What to produce:
Show every line in the entries below where the word "many" appears.

Saved data entries:
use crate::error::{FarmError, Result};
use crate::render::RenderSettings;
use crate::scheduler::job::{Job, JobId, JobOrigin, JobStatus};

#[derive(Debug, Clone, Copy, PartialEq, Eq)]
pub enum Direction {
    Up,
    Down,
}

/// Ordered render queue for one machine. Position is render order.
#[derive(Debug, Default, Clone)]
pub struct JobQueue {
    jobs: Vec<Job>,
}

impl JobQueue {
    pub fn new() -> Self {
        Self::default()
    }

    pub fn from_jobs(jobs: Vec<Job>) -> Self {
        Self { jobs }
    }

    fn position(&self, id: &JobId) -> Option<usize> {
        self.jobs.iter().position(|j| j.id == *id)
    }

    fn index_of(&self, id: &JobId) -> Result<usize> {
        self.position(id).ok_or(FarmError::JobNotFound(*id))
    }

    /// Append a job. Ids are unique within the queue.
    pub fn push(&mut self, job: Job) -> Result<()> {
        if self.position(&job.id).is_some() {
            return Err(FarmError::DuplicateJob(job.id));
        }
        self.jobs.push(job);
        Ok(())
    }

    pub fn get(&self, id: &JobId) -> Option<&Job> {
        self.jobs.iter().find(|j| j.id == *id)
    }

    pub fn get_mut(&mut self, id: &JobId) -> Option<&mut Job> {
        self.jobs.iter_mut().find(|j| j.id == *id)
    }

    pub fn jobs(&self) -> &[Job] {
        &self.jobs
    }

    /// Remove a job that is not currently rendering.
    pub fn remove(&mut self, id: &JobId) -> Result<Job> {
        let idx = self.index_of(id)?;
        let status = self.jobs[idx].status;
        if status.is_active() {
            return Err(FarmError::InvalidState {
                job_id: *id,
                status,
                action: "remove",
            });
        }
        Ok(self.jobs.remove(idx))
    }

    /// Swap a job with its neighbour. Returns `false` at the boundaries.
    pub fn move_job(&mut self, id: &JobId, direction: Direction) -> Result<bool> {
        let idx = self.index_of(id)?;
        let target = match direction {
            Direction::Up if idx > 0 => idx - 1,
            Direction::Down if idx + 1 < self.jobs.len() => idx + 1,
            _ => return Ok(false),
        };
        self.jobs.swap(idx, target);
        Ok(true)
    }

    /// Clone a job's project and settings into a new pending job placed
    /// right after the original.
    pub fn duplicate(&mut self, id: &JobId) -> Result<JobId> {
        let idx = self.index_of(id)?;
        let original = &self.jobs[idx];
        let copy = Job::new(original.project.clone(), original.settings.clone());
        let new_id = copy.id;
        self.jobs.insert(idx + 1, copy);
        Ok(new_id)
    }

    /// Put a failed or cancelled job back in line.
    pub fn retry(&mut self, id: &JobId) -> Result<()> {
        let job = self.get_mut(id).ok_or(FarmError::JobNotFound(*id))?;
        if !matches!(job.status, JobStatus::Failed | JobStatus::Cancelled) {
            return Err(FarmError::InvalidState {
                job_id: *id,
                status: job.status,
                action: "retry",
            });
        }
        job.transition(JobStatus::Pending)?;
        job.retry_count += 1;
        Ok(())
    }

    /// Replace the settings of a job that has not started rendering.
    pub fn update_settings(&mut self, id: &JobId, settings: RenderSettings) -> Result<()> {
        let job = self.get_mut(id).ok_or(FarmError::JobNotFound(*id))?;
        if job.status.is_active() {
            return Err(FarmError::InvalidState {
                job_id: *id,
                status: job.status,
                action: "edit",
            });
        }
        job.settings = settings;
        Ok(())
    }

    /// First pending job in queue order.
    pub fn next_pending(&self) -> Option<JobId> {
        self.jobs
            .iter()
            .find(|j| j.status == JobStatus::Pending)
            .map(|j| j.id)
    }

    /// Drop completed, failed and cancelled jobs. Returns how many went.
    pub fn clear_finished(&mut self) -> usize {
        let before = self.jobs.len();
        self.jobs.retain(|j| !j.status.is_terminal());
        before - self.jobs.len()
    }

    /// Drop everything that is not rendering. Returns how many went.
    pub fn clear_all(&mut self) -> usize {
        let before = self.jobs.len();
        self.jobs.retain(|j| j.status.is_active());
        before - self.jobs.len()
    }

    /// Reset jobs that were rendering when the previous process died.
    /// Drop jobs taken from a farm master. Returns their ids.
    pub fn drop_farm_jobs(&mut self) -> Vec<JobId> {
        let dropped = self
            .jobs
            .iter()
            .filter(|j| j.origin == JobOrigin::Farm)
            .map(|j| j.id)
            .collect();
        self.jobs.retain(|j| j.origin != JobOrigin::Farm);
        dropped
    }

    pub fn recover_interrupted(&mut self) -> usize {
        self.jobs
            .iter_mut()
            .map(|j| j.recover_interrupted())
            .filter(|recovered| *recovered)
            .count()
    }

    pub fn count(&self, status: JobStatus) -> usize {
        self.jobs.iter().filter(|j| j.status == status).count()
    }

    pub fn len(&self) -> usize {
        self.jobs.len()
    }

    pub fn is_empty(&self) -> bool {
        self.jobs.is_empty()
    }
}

Output of the exercise:
    /// Drop completed, failed and cancelled jobs. Returns how many went.
    /// Drop everything that is not rendering. Returns how many went.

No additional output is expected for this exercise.